In later years, Adolph began to refer to himself as Avram (his grandfather's name), as Adolph was no longer acceptable.

Adolph compiled a family tree on paper, starting in 1963, based on locating his father's Romanian relatives. This family tree is the basis for much of the information we have about the other branches of the Bernstein family tree.


[edit] Story of Adolph and Sylvia Meeting

Adolph and his friend Ted Stern had jars of fetuses which they were going to display at state fairs to make money during the depression. Their first stop was Minneapolis where Adolph stayed with sister (Reva Bernstein) and brother-in-law (Sam Lieberman) who had a sister named Jeanette R Lieberman, married to Ralph Henry Horwitz, who introduced Adolph to his younger sister Sylvia Horwitz at a shivah.

After Sylvia and Adolph met, they courted for a while, and Adolph's friend Ted took off for California without him. Adolph wanted to get married, but Sylvia's parents refused to allow it. Why? Because she had one older sister who was not yet married. So they had to wait until Mildred got married until they could get engaged.

[edit] Overview

Adolph bernstein kiwanis.png

"Adolph Bernstein’s life portrays the rich and valued participation of Jewish individuals in post-World War II Elgin. Bernstein, a member of the YMCA’s Board of Directors, chaired the publicity efforts for a fundraising campaign that supported a new building. He managed Fin ‘n Feather Farm and its popular Milk Pail Restaurant while helping lead his synagogue, the Community Chest, the Association of Commerce, St. Joseph’s Hospital, the Elgin Association for the Crippled, the Fox Valley Mental Health Society and the Kiwanis Club. When Elgin faced its biggest political question in the 1950s - the form of city government - leaders on both sides were Adolph Bernstein and Ben Rifken, native Elginites and sons of immigrant Jews.
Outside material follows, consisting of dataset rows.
pub mod app;
pub mod config;
pub mod error;
pub mod face;
pub mod landmarks;
pub mod overlay;
pub mod recolor;
pub mod region;
pub mod scheduler;
pub mod state;
pub mod surface;
pub mod ticker;
pub mod timing;
pub mod video;
pub mod webcam;

pub use error::{Error, Result};
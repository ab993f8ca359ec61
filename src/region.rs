use crate::face::Point3;

/// Integer-aligned rectangle on the surface, derived from a landmark group.
#[derive(Debug, Clone, Copy, PartialEq, Eq, Default)]
pub struct BoundingRegion {
    pub min_x: i32,
    pub min_y: i32,
    pub width: u32,
    pub height: u32,
}

impl BoundingRegion {
    pub fn is_empty(&self) -> bool {
        self.width == 0 || self.height == 0
    }
}

/// Computes the bounding region of `points` on a surface of `surface_size`.
///
/// The running minimum is seeded with the surface extent and the running maximum with zero,
/// so a single point still yields a valid (zero-sized) region. All four extremes are floored,
/// which keeps both corners on the pixel grid used for cropping, and then clamped to the
/// surface, so a stray landmark can never produce a region larger than the surface.
///
/// `points` must not be empty; the scheduler skips empty groups before calling this.
pub fn bounding_region(points: &[Point3], surface_size: (u32, u32)) -> BoundingRegion {
    debug_assert!(!points.is_empty(), "bounding_region called with empty group");

    let mut min_x = surface_size.0 as f32;
    let mut min_y = surface_size.1 as f32;
    let mut max_x = 0.0f32;
    let mut max_y = 0.0f32;

    for p in points {
        min_x = min_x.min(p.x);
        min_y = min_y.min(p.y);
        max_x = max_x.max(p.x);
        max_y = max_y.max(p.y);
    }

    let (w, h) = (clamp_extent(surface_size.0), clamp_extent(surface_size.1));
    let min_x = (min_x.floor() as i32).clamp(0, w);
    let min_y = (min_y.floor() as i32).clamp(0, h);
    let max_x = (max_x.floor() as i32).clamp(0, w);
    let max_y = (max_y.floor() as i32).clamp(0, h);

    BoundingRegion {
        min_x,
        min_y,
        width: max_x.saturating_sub(min_x).max(0) as u32,
        height: max_y.saturating_sub(min_y).max(0) as u32,
    }
}

fn clamp_extent(extent: u32) -> i32 {
    i32::try_from(extent).unwrap_or(i32::MAX)
}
"The immigrant parents of Adolph Bernstein and Ben Rifken had found Elgin a good place to raise Americans. Many Jews settled in Elgin as families in a community of diversity with strong public schools and people who valued them. Their children engaged with other Elgin kids in scouting or sports at the YMCA. Elgin was a springboard into American life for such people as Irene Wirtschafter, Marshall Goldman and Bobby Rosengarden."[4]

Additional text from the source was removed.